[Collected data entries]
*** Block opens ***

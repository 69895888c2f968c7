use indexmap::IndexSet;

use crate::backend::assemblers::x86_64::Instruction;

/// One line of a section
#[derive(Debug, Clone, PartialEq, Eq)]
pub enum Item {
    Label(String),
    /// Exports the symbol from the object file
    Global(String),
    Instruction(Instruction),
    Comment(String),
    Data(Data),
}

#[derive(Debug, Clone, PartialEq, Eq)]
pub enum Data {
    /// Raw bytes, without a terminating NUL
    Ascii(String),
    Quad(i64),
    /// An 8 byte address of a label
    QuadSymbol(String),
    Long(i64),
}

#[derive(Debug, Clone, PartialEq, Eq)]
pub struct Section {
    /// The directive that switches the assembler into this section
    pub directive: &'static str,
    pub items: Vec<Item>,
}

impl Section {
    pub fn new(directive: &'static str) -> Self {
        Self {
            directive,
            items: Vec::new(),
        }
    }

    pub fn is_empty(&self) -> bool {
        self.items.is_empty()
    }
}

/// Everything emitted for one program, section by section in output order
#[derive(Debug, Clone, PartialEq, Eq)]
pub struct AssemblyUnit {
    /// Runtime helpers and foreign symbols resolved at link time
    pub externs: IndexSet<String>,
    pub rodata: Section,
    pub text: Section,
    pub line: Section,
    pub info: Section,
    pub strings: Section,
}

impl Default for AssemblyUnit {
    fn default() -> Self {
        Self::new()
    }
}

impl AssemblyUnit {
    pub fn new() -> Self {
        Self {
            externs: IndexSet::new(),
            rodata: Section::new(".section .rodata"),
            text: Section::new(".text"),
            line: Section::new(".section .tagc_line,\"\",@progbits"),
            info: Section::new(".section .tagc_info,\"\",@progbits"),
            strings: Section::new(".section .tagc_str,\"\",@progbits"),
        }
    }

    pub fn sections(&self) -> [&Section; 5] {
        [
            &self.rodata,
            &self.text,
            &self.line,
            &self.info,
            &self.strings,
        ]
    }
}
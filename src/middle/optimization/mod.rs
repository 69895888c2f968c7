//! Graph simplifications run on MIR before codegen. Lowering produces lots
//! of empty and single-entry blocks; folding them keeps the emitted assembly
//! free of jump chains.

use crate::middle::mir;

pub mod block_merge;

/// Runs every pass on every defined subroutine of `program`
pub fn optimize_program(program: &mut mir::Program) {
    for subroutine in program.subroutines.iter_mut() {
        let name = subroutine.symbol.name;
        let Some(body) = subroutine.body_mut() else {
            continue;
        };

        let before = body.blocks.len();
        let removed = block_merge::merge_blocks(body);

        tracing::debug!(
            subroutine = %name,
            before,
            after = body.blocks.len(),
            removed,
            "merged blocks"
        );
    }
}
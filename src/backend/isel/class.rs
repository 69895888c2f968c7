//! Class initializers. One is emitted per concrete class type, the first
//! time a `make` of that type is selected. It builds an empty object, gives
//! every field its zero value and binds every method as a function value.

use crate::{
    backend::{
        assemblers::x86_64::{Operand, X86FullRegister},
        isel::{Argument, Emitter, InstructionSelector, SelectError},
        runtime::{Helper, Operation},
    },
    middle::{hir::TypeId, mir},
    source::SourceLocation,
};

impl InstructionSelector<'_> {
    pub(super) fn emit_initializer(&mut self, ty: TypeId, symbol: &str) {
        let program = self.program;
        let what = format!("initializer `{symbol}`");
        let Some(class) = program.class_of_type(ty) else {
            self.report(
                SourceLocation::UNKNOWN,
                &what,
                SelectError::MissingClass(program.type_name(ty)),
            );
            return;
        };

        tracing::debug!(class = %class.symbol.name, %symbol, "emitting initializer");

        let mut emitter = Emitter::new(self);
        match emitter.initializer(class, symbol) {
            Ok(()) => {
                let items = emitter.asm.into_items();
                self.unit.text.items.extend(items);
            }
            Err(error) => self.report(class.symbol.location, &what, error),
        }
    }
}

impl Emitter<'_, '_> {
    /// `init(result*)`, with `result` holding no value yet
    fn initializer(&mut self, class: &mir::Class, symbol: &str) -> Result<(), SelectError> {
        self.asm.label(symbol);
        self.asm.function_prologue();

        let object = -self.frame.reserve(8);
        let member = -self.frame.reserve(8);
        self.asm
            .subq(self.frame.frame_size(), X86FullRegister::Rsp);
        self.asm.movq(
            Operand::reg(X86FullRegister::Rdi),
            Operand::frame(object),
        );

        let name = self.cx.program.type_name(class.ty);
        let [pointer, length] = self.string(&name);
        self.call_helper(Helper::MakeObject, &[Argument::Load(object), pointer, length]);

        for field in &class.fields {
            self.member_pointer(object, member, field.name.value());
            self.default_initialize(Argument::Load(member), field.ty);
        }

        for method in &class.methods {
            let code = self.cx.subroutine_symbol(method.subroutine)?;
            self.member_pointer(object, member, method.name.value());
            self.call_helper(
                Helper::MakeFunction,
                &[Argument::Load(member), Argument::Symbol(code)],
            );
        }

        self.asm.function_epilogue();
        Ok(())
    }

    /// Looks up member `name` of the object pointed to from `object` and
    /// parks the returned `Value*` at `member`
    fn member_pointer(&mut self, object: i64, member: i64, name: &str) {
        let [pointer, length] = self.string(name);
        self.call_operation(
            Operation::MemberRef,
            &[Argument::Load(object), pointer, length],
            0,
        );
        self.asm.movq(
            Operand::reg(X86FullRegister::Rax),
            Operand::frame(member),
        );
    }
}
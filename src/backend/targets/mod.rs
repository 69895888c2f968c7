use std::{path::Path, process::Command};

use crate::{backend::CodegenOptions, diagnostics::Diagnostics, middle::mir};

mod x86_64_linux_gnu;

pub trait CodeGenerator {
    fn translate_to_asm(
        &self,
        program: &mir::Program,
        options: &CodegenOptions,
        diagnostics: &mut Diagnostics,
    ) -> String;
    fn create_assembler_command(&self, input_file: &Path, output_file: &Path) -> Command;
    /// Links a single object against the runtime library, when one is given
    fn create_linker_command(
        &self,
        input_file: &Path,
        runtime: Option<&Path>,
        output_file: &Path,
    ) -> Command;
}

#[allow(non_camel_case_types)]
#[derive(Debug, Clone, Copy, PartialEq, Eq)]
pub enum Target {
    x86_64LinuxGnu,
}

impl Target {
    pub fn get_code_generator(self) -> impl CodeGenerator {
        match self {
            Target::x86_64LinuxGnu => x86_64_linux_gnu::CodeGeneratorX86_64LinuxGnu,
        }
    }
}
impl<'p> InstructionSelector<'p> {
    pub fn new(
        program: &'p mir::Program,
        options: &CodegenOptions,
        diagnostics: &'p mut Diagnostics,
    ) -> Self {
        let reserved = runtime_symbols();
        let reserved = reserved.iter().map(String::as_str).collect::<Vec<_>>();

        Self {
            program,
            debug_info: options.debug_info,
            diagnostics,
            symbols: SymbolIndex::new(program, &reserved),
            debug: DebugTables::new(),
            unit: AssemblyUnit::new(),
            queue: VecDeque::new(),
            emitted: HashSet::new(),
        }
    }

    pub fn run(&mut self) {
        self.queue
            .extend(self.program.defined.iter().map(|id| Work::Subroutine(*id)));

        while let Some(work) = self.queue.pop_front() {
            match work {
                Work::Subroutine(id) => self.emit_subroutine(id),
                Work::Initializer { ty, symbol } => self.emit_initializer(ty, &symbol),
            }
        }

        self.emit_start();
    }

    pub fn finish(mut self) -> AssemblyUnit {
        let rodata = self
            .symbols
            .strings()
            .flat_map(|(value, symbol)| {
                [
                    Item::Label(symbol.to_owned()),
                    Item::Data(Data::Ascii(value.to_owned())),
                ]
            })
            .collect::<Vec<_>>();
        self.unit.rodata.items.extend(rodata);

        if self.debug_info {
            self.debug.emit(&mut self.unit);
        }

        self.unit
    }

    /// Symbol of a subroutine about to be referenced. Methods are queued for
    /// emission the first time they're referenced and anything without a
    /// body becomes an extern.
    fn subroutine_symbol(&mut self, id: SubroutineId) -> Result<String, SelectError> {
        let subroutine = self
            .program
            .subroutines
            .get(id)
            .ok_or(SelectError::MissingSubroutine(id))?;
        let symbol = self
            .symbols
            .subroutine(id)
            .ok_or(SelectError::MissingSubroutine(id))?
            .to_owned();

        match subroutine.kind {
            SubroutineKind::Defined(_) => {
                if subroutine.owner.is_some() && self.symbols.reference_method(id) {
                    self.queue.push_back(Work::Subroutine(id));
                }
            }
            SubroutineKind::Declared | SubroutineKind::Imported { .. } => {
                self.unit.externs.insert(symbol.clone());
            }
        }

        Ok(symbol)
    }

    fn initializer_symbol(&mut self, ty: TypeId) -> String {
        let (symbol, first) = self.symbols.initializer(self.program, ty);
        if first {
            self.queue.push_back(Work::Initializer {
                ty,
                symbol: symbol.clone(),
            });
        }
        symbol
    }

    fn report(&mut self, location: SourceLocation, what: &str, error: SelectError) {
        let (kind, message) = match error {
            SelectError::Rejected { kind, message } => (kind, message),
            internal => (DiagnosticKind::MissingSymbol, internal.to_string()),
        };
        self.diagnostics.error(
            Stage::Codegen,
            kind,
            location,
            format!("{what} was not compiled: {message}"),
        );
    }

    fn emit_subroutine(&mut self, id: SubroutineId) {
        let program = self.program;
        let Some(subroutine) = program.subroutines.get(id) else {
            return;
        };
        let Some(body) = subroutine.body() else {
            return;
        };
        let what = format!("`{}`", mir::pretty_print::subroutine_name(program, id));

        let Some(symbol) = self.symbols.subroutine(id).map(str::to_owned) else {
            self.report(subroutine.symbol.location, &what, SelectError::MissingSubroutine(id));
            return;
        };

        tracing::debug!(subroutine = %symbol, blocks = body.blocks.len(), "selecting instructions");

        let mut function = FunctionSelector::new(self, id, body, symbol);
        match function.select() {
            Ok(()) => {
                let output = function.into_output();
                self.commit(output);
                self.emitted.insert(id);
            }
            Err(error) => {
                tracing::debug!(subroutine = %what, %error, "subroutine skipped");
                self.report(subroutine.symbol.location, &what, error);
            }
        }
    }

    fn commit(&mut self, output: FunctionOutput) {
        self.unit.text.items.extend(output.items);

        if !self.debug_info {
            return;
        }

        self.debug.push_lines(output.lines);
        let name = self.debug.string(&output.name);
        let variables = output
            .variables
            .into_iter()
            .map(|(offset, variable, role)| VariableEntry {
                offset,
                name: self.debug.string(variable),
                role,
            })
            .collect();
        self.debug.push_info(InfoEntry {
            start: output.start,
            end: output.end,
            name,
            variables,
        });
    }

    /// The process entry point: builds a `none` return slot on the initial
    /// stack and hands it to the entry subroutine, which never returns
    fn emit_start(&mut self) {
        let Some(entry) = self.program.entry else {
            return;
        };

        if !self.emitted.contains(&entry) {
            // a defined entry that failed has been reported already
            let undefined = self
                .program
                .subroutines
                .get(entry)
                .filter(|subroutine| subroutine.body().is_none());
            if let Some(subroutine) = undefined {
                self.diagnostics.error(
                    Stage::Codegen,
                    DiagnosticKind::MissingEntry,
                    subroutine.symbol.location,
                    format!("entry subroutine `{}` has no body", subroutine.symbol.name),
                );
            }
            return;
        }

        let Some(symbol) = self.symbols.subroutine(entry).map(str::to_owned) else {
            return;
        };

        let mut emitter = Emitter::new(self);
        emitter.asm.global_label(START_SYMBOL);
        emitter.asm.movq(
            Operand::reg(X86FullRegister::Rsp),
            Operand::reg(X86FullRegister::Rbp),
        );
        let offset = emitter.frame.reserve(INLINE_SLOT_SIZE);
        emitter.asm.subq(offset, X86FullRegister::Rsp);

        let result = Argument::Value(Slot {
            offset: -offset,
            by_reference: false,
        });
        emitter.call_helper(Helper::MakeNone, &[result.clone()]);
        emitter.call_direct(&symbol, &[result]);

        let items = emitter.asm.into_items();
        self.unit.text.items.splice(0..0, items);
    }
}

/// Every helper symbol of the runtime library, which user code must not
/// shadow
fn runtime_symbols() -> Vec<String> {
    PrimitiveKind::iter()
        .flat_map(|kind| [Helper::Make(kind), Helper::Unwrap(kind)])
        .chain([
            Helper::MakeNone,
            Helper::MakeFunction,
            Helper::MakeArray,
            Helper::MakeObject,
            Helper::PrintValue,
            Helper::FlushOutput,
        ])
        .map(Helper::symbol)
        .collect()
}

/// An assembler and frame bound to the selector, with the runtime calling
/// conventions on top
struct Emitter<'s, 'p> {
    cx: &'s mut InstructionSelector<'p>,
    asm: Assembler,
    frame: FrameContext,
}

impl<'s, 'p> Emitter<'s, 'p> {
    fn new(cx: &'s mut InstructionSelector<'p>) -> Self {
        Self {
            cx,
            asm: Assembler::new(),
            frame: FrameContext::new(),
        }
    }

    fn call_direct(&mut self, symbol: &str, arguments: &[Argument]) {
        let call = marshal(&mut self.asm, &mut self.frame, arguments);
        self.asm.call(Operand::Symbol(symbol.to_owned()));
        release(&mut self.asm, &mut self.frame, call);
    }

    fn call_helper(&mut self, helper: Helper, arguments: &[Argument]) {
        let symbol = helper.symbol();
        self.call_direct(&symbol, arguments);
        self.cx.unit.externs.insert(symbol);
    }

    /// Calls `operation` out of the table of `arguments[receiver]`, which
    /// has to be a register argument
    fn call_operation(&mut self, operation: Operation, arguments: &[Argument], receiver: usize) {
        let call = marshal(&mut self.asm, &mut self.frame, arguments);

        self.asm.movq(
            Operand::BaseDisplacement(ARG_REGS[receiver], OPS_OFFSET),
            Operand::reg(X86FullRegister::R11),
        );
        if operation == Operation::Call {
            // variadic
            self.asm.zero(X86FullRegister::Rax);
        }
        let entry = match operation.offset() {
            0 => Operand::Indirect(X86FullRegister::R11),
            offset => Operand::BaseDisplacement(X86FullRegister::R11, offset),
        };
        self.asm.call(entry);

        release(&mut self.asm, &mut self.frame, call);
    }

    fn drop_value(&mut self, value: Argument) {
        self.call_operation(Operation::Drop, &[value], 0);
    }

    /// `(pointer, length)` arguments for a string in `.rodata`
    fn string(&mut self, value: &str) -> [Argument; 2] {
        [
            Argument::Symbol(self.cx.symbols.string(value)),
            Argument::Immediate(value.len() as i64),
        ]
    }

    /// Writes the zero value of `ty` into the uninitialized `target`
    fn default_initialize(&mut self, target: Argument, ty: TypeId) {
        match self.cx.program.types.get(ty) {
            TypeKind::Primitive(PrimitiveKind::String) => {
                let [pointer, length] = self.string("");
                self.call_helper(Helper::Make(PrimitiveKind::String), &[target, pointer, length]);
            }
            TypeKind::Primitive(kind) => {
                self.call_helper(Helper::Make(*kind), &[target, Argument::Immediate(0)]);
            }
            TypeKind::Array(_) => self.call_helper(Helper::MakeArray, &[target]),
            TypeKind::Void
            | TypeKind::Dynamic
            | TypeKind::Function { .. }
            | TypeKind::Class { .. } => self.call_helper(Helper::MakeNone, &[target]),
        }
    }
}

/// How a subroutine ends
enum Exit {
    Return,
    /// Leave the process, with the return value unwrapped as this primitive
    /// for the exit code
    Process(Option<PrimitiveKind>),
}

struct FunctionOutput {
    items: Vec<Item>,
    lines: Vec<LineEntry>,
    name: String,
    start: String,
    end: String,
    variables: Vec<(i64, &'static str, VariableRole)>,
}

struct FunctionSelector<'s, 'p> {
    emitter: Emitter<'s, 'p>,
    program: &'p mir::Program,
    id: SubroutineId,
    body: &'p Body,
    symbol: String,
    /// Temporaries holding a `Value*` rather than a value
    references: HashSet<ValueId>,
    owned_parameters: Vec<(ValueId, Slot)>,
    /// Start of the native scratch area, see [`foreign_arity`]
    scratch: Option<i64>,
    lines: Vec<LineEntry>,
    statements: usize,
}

*** Block closes ***

__WHAT THIS TASK INVOLVES__.
Return each line from the records that includes the word "format".

__SOLUTION TO THE EXERCISE__.
        let what = format!("initializer `{symbol}`");
            format!("{what} was not compiled: {message}"),
        let what = format!("`{}`", mir::pretty_print::subroutine_name(program, id));
                    format!("entry subroutine `{}` has no body", subroutine.symbol.name),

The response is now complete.